(Dataset entries)
================================

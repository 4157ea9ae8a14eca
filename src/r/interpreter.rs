use std::ffi::CString;
use std::sync::atomic::{AtomicU64, Ordering};

use libc::c_int;
use log::{debug, error, info, warn};

use crate::error::{Error, Result};
use crate::traits::{Factory, RApi};
use crate::value::{self, Value};

use super::console;
use super::ffi::{self, Sexp};
use super::rooted::ProtectScope;

/// Fetches the last error message with its newlines removed.
const DIAGNOSTIC: &str = "gsub('\\n', '', geterrmessage())";

const UNKNOWN_ERROR: &str = "unknown error";

static NEXT_SERIAL: AtomicU64 = AtomicU64::new(1);

#[derive(Debug, Clone, Copy, PartialEq, Eq)]
pub enum State {
    Uninitialized,
    Running,
    ShutDown,
}

/// Whether we ran the runtime's initialization, or found it already running.
#[derive(Debug, Clone, Copy, PartialEq, Eq)]
pub enum Ownership {
    Owned,
    Adopted,
}

/// Token for a running interpreter. Repeated `start` calls hand out equal handles.
#[derive(Debug, Clone, Copy, PartialEq, Eq)]
pub struct Handle {
    serial: u64,
    ownership: Ownership,
}

impl Handle {
    pub fn ownership(&self) -> Ownership {
        self.ownership
    }
}

enum Lifecycle<R> {
    Uninitialized,
    Running { runtime: R, handle: Handle },
    ShutDown,
}

/// Owner of the embedded runtime.
///
/// There can only be one live runtime per process, and it is not thread-safe: callers must
/// serialize every call on an `Interpreter`. `r::embedded` does this for the process-wide one.
pub struct Interpreter<F: Factory> {
    factory: F,
    lifecycle: Lifecycle<F::Runtime>,
}

impl<F: Factory> Interpreter<F> {
    pub fn new(factory: F) -> Self {
        Interpreter {
            factory,
            lifecycle: Lifecycle::Uninitialized,
        }
    }

    pub fn state(&self) -> State {
        match self.lifecycle {
            Lifecycle::Uninitialized => State::Uninitialized,
            Lifecycle::Running { .. } => State::Running,
            Lifecycle::ShutDown => State::ShutDown,
        }
    }

    pub fn handle(&self) -> Option<Handle> {
        match self.lifecycle {
            Lifecycle::Running { handle, .. } => Some(handle),
            _ => None,
        }
    }

    pub fn runtime(&self) -> Option<&F::Runtime> {
        match self.lifecycle {
            Lifecycle::Running { ref runtime, .. } => Some(runtime),
            _ => None,
        }
    }

    pub fn factory(&self) -> &F {
        &self.factory
    }

    /// Loads and initializes the runtime, or adopts one already running in this process.
    /// Does nothing if already running.
    pub fn start(&mut self) -> Result<Handle> {
        match self.lifecycle {
            Lifecycle::Running { handle, .. } => return Ok(handle),
            Lifecycle::ShutDown => {
                return Err(Error::ProtocolViolation(
                    "the runtime cannot be restarted after shutdown".to_string(),
                ))
            }
            Lifecycle::Uninitialized => {}
        }

        let argv = self
            .factory
            .config()
            .argv()
            .into_iter()
            .map(CString::new)
            .collect::<std::result::Result<Vec<_>, _>>()
            .map_err(|e| Error::Configuration(format!("invalid startup argument: {}", e)))?;

        let runtime = self.factory.open()?;

        let ownership = if runtime.is_initialized() {
            // Initializing twice is fatal; whoever got here first owns it.
            warn!("runtime already initialized in this process; adopting it");
            Ownership::Adopted
        } else {
            unsafe {
                let status = runtime.initialize(&argv);
                if status != 0 {
                    warn!("runtime initialization returned {}", status);
                }
                // Evaluations run on whichever thread holds the lock, not the one that initialized.
                runtime.disable_stack_check();
                runtime.install_callbacks(&console::CALLBACKS);
                runtime.setup_main_loop();
            }
            info!("runtime initialized");
            Ownership::Owned
        };

        let handle = Handle {
            serial: NEXT_SERIAL.fetch_add(1, Ordering::SeqCst),
            ownership,
        };
        self.lifecycle = Lifecycle::Running { runtime, handle };
        Ok(handle)
    }

    /// Tears the runtime down. Only valid once, and only for a runtime this interpreter
    /// initialized itself.
    pub fn stop(&mut self, fatal: bool) -> Result<()> {
        match self.lifecycle {
            Lifecycle::Running { ref runtime, handle } if handle.ownership == Ownership::Owned => unsafe {
                runtime.run_dot_last();
                runtime.run_exit_finalizers();
                runtime.kill_all_devices();
                runtime.clean_temp_dir();
                runtime.gc();
                runtime.end_embedded(fatal);
            },
            Lifecycle::Running { .. } => {
                return Err(Error::ProtocolViolation(
                    "cannot stop a runtime owned by another embedder".to_string(),
                ))
            }
            Lifecycle::Uninitialized => {
                return Err(Error::ProtocolViolation("stop before start".to_string()))
            }
            Lifecycle::ShutDown => {
                error!("runtime stopped twice");
                return Err(Error::ProtocolViolation("runtime already stopped".to_string()));
            }
        }

        self.lifecycle = Lifecycle::ShutDown;
        info!("runtime shut down (fatal: {})", fatal);
        Ok(())
    }

    /// Parses and evaluates `code` in `env` (the global environment if `None`), starting the
    /// runtime first if needed.
    pub fn evaluate(&mut self, code: &str, env: Option<Sexp>) -> Result<Value> {
        self.start()?;
        match self.lifecycle {
            Lifecycle::Running { ref runtime, .. } => eval_checked(runtime, code, env),
            _ => Err(Error::ProtocolViolation("runtime is not running".to_string())),
        }
    }
}

/// Evaluates, then verifies the protect stack is where it started, where the runtime lets us look.
fn eval_checked<R: RApi + ?Sized>(rt: &R, code: &str, env: Option<Sexp>) -> Result<Value> {
    let before = rt.protect_depth();
    let r = eval(rt, code, env, true);

    if let (Some(before), Some(after)) = (before, rt.protect_depth()) {
        if before != after {
            error!("protect stack went from {} to {} evaluating {:?}", before, after, code);
            return Err(Error::ProtocolViolation(format!(
                "protect stack imbalance ({} -> {})",
                before, after
            )));
        }
    }

    r
}

fn eval<R: RApi + ?Sized>(rt: &R, code: &str, env: Option<Sexp>, diagnose: bool) -> Result<Value> {
    debug!("evaluating {:?}", code);
    let parse_error = || Error::Parse { code: code.to_string() };
    let text = CString::new(code).map_err(|_| parse_error())?;

    // Unprotect is LIFO, so the source vector and the parse result stay rooted alongside the
    // result until the whole call unwinds.
    let mut scope = ProtectScope::new(rt);
    unsafe {
        let cmd = scope.protect(rt.alloc_string_vector(1));
        rt.set_string_elt(cmd, 0, &text);

        let mut status = ffi::PARSE_NULL;
        let exprs = scope.protect(rt.parse_vector(cmd, &mut status));
        if status != ffi::PARSE_OK {
            return Err(parse_error());
        }

        let n = rt.length(exprs);
        if n == 0 {
            return Err(parse_error());
        }
        if n > 1 {
            warn!("only the first of {} expressions is evaluated: {:?}", n, code);
        }

        let env = env.unwrap_or_else(|| rt.global_env());
        let mut failed: c_int = 0;
        let result = scope.protect(rt.try_eval(rt.vector_elt(exprs, 0), env, &mut failed));

        if failed != 0 {
            let message = if diagnose {
                diagnostic(rt)
            } else {
                UNKNOWN_ERROR.to_string()
            };
            return Err(Error::Runtime {
                message,
                code: code.to_string(),
            });
        }

        Ok(value::marshal(rt, result))
    }
}

fn diagnostic<R: RApi + ?Sized>(rt: &R) -> String {
    match eval(rt, DIAGNOSTIC, None, false) {
        Ok(Value::Text(m)) => m.replace('\n', ""),
        Ok(v) => {
            warn!("error message came back as {:?}", v);
            UNKNOWN_ERROR.to_string()
        }
        Err(e) => {
            warn!("could not fetch error message: {}", e);
            UNKNOWN_ERROR.to_string()
        }
    }
}
use std::ffi::{CStr, CString};

use libc::{c_char, c_int};

use crate::config::Config;
use crate::error::Result;
use crate::r::ffi::{Callbacks, ParseStatus, Sexp, SexpType, XLen};

/// The typed entry points of an embeddable runtime.
///
/// Almost everything here is `unsafe`: object pointers are only valid while rooted, and calling
/// anything that can raise a runtime error outside `try_eval` would unwind through host frames.
/// Callers must only pass objects of the type each entry point expects.
pub trait RApi {
    /// True if something in this process has already run initialization.
    fn is_initialized(&self) -> bool;

    /// `Rf_initialize_R`. `argv[0]` is the program name.
    unsafe fn initialize(&self, argv: &[CString]) -> c_int;

    /// Overwrites the runtime's console/event callback slots.
    unsafe fn install_callbacks(&self, callbacks: &Callbacks);

    /// Turns off the C stack-depth check, which only knows about the thread that initialized.
    unsafe fn disable_stack_check(&self);

    unsafe fn setup_main_loop(&self);

    unsafe fn alloc_string_vector(&self, len: XLen) -> Sexp;

    unsafe fn protect(&self, s: Sexp) -> Sexp;

    unsafe fn unprotect(&self, n: c_int);

    /// Makes a UTF-8 CHARSXP of `text` and stores it at `v[i]`.
    unsafe fn set_string_elt(&self, v: Sexp, i: XLen, text: &CStr);

    /// `R_ParseVector`. On anything but `PARSE_OK` the result is not an expression vector.
    unsafe fn parse_vector(&self, text: Sexp, status: &mut ParseStatus) -> Sexp;

    unsafe fn length(&self, s: Sexp) -> XLen;

    unsafe fn vector_elt(&self, v: Sexp, i: XLen) -> Sexp;

    unsafe fn global_env(&self) -> Sexp;

    /// Guarded evaluation: failure sets `*error` non-zero instead of jumping.
    unsafe fn try_eval(&self, expr: Sexp, env: Sexp, error: &mut c_int) -> Sexp;

    unsafe fn type_of(&self, s: Sexp) -> SexpType;

    unsafe fn string_elt(&self, v: Sexp, i: XLen) -> Sexp;

    /// Null-terminated contents of a CHARSXP.
    unsafe fn char_ptr(&self, s: Sexp) -> *const c_char;

    unsafe fn raw_ptr(&self, s: Sexp) -> *const u8;

    unsafe fn integer_ptr(&self, s: Sexp) -> *const c_int;

    unsafe fn logical_ptr(&self, s: Sexp) -> *const c_int;

    unsafe fn real_ptr(&self, s: Sexp) -> *const f64;

    /// Distinguishes `NA_real_` from other NaNs.
    fn is_na_real(&self, x: f64) -> bool;

    /// Current protect-stack depth, if the runtime exposes it.
    fn protect_depth(&self) -> Option<usize> {
        None
    }

    // Teardown, in the order `Interpreter::stop` calls them.

    unsafe fn run_dot_last(&self);

    unsafe fn run_exit_finalizers(&self);

    unsafe fn kill_all_devices(&self);

    unsafe fn clean_temp_dir(&self);

    unsafe fn gc(&self);

    unsafe fn end_embedded(&self, fatal: bool);
}

/// A source of runtimes. An `Interpreter` opens its factory at most once.
pub trait Factory {
    type Runtime: RApi;

    fn config(&self) -> &Config;

    /// Locates and loads the runtime. Does not initialize it.
    fn open(&mut self) -> Result<Self::Runtime>;
}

================================

The expected result is a copy of each line in the records where "calls" appears.

/// Token for a running interpreter. Repeated `start` calls hand out equal handles.
    // Teardown, in the order `Interpreter::stop` calls them.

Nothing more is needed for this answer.